ACTIVITY
Among the lines below, copy each one in which "safety" appears.

SUPPLIED MATERIAL
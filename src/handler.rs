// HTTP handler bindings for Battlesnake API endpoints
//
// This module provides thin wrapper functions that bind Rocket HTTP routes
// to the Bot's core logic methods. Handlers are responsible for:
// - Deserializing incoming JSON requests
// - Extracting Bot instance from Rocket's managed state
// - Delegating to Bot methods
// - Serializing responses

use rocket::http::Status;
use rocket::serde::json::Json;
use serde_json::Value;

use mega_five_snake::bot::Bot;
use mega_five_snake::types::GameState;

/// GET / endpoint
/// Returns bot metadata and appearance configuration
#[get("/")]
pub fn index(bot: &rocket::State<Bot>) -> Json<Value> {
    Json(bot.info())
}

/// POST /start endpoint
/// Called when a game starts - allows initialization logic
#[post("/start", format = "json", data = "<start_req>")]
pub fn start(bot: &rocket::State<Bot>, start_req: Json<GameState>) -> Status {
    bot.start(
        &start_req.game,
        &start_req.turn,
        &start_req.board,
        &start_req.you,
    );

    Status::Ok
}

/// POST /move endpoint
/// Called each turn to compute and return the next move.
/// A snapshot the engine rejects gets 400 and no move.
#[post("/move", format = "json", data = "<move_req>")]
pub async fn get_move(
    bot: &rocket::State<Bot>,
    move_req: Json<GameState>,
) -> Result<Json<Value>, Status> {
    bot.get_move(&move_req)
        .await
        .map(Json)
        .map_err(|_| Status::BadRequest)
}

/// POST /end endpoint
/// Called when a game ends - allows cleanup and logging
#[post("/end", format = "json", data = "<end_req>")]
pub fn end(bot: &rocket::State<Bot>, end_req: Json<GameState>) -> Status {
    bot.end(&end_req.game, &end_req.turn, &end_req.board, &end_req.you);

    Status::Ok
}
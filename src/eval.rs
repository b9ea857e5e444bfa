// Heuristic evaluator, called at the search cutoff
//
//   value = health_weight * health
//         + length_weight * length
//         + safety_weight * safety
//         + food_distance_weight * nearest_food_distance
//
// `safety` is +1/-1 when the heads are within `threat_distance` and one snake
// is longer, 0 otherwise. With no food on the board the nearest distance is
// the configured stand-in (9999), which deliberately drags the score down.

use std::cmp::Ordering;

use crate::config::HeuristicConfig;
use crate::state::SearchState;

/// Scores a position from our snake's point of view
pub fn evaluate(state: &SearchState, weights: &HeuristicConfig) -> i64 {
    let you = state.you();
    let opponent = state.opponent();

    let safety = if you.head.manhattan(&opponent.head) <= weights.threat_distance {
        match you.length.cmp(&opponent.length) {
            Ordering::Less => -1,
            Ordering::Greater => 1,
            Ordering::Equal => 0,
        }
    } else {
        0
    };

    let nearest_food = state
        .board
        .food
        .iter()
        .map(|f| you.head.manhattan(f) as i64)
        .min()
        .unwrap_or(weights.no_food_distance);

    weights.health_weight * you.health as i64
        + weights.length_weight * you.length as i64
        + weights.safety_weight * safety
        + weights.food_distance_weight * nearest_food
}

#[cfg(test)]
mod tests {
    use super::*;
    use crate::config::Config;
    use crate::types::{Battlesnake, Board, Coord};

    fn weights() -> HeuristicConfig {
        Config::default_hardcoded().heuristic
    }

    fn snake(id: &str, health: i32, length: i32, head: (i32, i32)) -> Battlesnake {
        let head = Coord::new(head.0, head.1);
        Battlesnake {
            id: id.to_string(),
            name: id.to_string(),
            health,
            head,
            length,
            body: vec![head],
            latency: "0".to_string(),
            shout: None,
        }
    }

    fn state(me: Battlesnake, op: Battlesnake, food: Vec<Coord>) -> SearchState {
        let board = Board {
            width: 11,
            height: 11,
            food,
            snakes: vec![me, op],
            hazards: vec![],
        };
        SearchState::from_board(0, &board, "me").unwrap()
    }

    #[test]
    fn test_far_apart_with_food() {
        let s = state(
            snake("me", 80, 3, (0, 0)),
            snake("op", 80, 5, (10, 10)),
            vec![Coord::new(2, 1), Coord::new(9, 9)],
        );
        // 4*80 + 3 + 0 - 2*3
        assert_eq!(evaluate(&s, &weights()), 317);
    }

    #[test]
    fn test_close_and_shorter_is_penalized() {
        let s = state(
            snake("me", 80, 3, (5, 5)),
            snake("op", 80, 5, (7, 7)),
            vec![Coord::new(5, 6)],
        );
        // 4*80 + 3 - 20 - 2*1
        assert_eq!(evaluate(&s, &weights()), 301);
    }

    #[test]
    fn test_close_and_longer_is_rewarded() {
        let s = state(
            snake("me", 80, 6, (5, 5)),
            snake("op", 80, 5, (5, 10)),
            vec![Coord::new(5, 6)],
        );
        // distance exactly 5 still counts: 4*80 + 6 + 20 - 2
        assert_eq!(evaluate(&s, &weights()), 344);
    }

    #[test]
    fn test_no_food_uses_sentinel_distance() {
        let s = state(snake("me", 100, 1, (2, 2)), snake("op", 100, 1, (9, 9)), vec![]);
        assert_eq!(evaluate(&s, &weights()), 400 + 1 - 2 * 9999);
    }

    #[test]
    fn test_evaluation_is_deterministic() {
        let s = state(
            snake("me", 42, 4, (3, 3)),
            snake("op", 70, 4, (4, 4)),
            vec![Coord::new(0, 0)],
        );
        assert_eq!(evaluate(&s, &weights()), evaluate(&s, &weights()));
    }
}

RESPONSE
//         + safety_weight * safety
// `safety` is +1/-1 when the heads are within `threat_distance` and one snake
    let safety = if you.head.manhattan(&opponent.head) <= weights.threat_distance {
        + weights.safety_weight * safety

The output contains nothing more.